Selon les chiffres officiels, le Malawi compte près de 33.000 cas et un bon millier de morts, pour 18 millions d'habitants.

Le mois dernier, des dizaines de travailleuses du sexe sont descendues dans les rues pour protester contre les restrictions sanitaires, qui les privent de leur gagne-pain. "C'est injuste, à cause des nouvelles règles, nous ne gagnons plus d'argent", accusent-elles.

"Nous envoyons nos enfants à l'école avec cet argent"

"La prostitution, c'est un vrai travail. Nous payons nos factures, nos loyers, nous envoyons nos enfants à l'école avec cet argent", explique Zinenani Majawa, du Syndicat des travailleuses du sexe.

Selon l'organisation, qui milite pour une ouverture des bars étendue jusqu'à minuit et aux week-ends, le pays compte plus de 20.000 prostituées. Dans ce petit pays d'Afrique australe, la loi réprime le proxénétisme mais pas la prostitution.
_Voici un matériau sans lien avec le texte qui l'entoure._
//! Errors raised inside the interaction layer.
//!
//! None of these escape the per-frame loop: the view logs them and carries on
//! with the previous state.

use battle_core::{BattleError, ErrorSeverity, Hand, TilePos, UnitId};
use tracing::Level;

/// Failures while computing a path or attack preview.
#[derive(Clone, Debug, PartialEq, Eq, thiserror::Error)]
pub enum PreviewError {
    #[error("solid ground missing below {0}")]
    NoGround(TilePos),

    #[error("empty path returned for {unit} towards {target}")]
    EmptyPath { unit: UnitId, target: TilePos },

    #[error("unit {0} vanished from the simulation")]
    NoUnit(UnitId),
}

impl BattleError for PreviewError {
    fn severity(&self) -> ErrorSeverity {
        ErrorSeverity::Internal
    }

    fn error_code(&self) -> &'static str {
        match self {
            Self::NoGround(_) => "PREVIEW_NO_GROUND",
            Self::EmptyPath { .. } => "PREVIEW_EMPTY_PATH",
            Self::NoUnit(_) => "PREVIEW_NO_UNIT",
        }
    }
}

/// Input the view could not interpret.
#[derive(Clone, Debug, PartialEq, Eq, thiserror::Error)]
pub enum ViewError {
    #[error("no command bound to {control} on {event}")]
    UnhandledControl {
        control: &'static str,
        event: &'static str,
    },

    #[error("unknown control name: {0}")]
    UnknownControl(String),

    #[error("in-use item in {0} hand has no panel")]
    NoPanelForItem(Hand),
}

impl BattleError for ViewError {
    fn severity(&self) -> ErrorSeverity {
        match self {
            Self::UnhandledControl { .. } | Self::UnknownControl(_) => ErrorSeverity::Validation,
            Self::NoPanelForItem(_) => ErrorSeverity::Internal,
        }
    }

    fn error_code(&self) -> &'static str {
        match self {
            Self::UnhandledControl { .. } => "VIEW_UNHANDLED_CONTROL",
            Self::UnknownControl(_) => "VIEW_UNKNOWN_CONTROL",
            Self::NoPanelForItem(_) => "VIEW_NO_PANEL_FOR_ITEM",
        }
    }
}

/// Tracing level for a rejected order or failed lookup.
///
/// Infeasible orders are routine; malformed requests earn a warning and
/// view/simulation inconsistencies an error.
pub fn log_level(err: &impl BattleError) -> Level {
    match err.severity() {
        ErrorSeverity::Recoverable => Level::DEBUG,
        ErrorSeverity::Validation => Level::WARN,
        ErrorSeverity::Internal | ErrorSeverity::Fatal => Level::ERROR,
    }
}
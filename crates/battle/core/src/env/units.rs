use crate::state::{Hand, ItemView, OrgId, Relation, ScannerView, TilePos, UnitId, UnitView};

/// Unit and equipment queries.
pub trait UnitOracle {
    fn unit(&self, id: UnitId) -> Option<UnitView>;

    /// Every unit on the field, in a stable order.
    fn unit_ids(&self) -> Vec<UnitId>;

    fn hand_item(&self, unit: UnitId, hand: Hand) -> Option<ItemView>;

    /// Whether the item in `hand` can reach `target` at all.
    fn can_fire_at(&self, unit: UnitId, hand: Hand, target: TilePos) -> bool;

    /// Time units an attack with `hand` at `target` would cost.
    fn attack_cost(&self, unit: UnitId, hand: Hand, target: TilePos) -> i32;

    /// Whether `unit` has an unobstructed line of fire to `target`.
    fn has_line_to_unit(&self, unit: UnitId, target: UnitId) -> bool;

    /// Visibility set lookup keyed by (observer organisation, unit).
    fn is_visible_to(&self, observer: OrgId, unit: UnitId) -> bool;

    fn relation(&self, from: OrgId, to: OrgId) -> Relation;

    /// Real-time scanner state for an in-use scanner item.
    fn scanner(&self, unit: UnitId, hand: Hand) -> Option<ScannerView>;
}
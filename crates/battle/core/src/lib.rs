//! Vocabulary shared between the tactical simulation and its interaction layer.
//!
//! `battle-core` owns no battle logic. It defines the identity handles, unit and
//! item snapshots, and the oracle/command traits through which the interaction
//! layer queries the simulation and issues missions to it. The simulation keeps
//! ownership of every unit, item and tile; everything exported here is either a
//! stable handle or a cheap copy of simulation state.
pub mod env;
pub mod error;
pub mod state;

#[cfg(feature = "mock")]
pub mod mock;

pub use env::{
    CommandError, CommandSink, DebugCommands, KillScope, MapOracle, MoveOrder, PathResult, Priming,
    Simulation, TurnOracle, UnitOracle,
};
pub use error::{BattleError, ErrorSeverity};
pub use state::{
    AimingMode, BattleMode, BehaviorMode, BodyPart, BodyState, DamageTypeId, Facing,
    FirePermission, FloorItemId, Hand, ItemKind, ItemTypeId, ItemView, KneelingMode, MapSize,
    MoraleState, MovementMode, OrgId, PsiStats, PsiStatus, Relation, ReserveShotMode,
    ScannerId, ScannerView, TICKS_PER_SECOND, TICKS_PER_TURN, TilePos, TriggerKind, UnitId,
    UnitView, ViewPersistence, WeaponStatus,
};
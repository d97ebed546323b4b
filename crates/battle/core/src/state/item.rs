use super::ids::{DamageTypeId, ItemTypeId, ScannerId};

/// Which hand slot an item occupies.
#[derive(
    Clone, Copy, Debug, PartialEq, Eq, Hash, PartialOrd, Ord, strum::Display, strum::EnumIter,
)]
#[strum(serialize_all = "snake_case")]
#[cfg_attr(feature = "serde", derive(serde::Serialize, serde::Deserialize))]
pub enum Hand {
    Left,
    Right,
}

impl Hand {
    pub const fn from_right(right: bool) -> Self {
        if right { Self::Right } else { Self::Left }
    }

    pub const fn is_right(self) -> bool {
        matches!(self, Self::Right)
    }

    pub const fn weapon_status(self) -> WeaponStatus {
        match self {
            Self::Left => WeaponStatus::FiringLeftHand,
            Self::Right => WeaponStatus::FiringRightHand,
        }
    }
}

/// Which hands take part in an attack order.
#[derive(Clone, Copy, Debug, Default, PartialEq, Eq, Hash, strum::Display)]
#[strum(serialize_all = "snake_case")]
#[cfg_attr(feature = "serde", derive(serde::Serialize, serde::Deserialize))]
pub enum WeaponStatus {
    #[default]
    NotFiring,
    FiringLeftHand,
    FiringRightHand,
    FiringBothHands,
}

/// Item category as far as the hand slots are concerned.
#[derive(
    Clone,
    Copy,
    Debug,
    Default,
    PartialEq,
    Eq,
    Hash,
    strum::Display,
    strum::EnumString,
    strum::AsRefStr,
)]
#[strum(serialize_all = "snake_case")]
#[cfg_attr(feature = "serde", derive(serde::Serialize, serde::Deserialize))]
pub enum ItemKind {
    Weapon,
    Grenade,
    Ammo,
    Armor,
    MindBender,
    Teleporter,
    MotionScanner,
    MediKit,
    Popper,
    Brainsucker,
    Spawner,
    DisruptorShield,
    AlienDetector,
    CloakingField,
    DimensionForceField,
    MindShield,
    MultiTracker,
    StructureProbe,
    VortexAnalyzer,
    #[default]
    Loot,
}

impl ItemKind {
    /// Items whose use order fires once and needs no target.
    pub const fn is_single_shot_use(self) -> bool {
        matches!(self, Self::Popper | Self::Brainsucker | Self::Spawner)
    }
}

/// How a primed explosive decides to go off.
#[derive(Clone, Copy, Debug, Default, PartialEq, Eq, Hash, strum::Display)]
#[strum(serialize_all = "snake_case")]
#[cfg_attr(feature = "serde", derive(serde::Serialize, serde::Deserialize))]
pub enum TriggerKind {
    #[default]
    None,
    Timed,
    Contact,
    Proximity,
    Boomeroid,
}

impl TriggerKind {
    /// Triggers that take a detection radius in addition to a delay.
    pub const fn has_range(self) -> bool {
        matches!(self, Self::Proximity | Self::Boomeroid)
    }
}

/// Read-only copy of an item held in a hand.
#[derive(Clone, Debug, Default, PartialEq, Eq)]
#[cfg_attr(feature = "serde", derive(serde::Serialize, serde::Deserialize))]
pub struct ItemView {
    pub type_id: ItemTypeId,
    pub kind: ItemKind,
    pub damage_type: Option<DamageTypeId>,
    pub trigger: TriggerKind,

    /// A payload is present: clip, charge cell, or the item itself for armor.
    pub loaded: bool,
    /// Loaded ammunition, charge or durability, interpreted per `kind`.
    pub ammo: i32,
    /// Capacity of the loaded payload; zero when nothing is loaded.
    pub payload_max_ammo: i32,
    pub armor: i32,
    pub max_armor: i32,
    /// Accuracy percentage of the item or its loaded payload.
    pub accuracy: i32,

    pub can_fire: bool,
    /// Indirect-fire launcher.
    pub launcher: bool,
    pub in_use: bool,
    pub primed: bool,
}

/// Live state of a real-time motion scanner.
#[derive(Clone, Debug, Default, PartialEq, Eq)]
#[cfg_attr(feature = "serde", derive(serde::Serialize, serde::Deserialize))]
pub struct ScannerView {
    pub id: ScannerId,
    pub version: u64,
    /// Row-major grid of ticks since movement was last seen in each cell.
    pub movement_ticks: Vec<u32>,
    pub width: usize,
    pub height: usize,
}

impl ScannerView {
    pub fn ticks_at(&self, x: usize, y: usize) -> u32 {
        if x >= self.width || y >= self.height {
            return 0;
        }
        self.movement_ticks.get(y * self.width + x).copied().unwrap_or(0)
    }
}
À Chipoka, ville portuaire autrefois florissante sur les bords du lac Malawi, Joyce, 58 ans, raconte à l'AFP avoir connu des hauts et des bas au cours de ses 33 ans de vie de travailleuse du sexe. Mais rien comparé aux problèmes engendrés par la pandémie.

"Nous avons des enfants à nourrir. Nous devons nous laver et nettoyer nos vêtements. Comment allons-nous acheter du savon si les bars continuent à fermer à 20H00 ?", s'angoisse-t-elle.

"Où va-t-on trouver des clients ?", renchérit Martha Mzumara, une autre prostituée.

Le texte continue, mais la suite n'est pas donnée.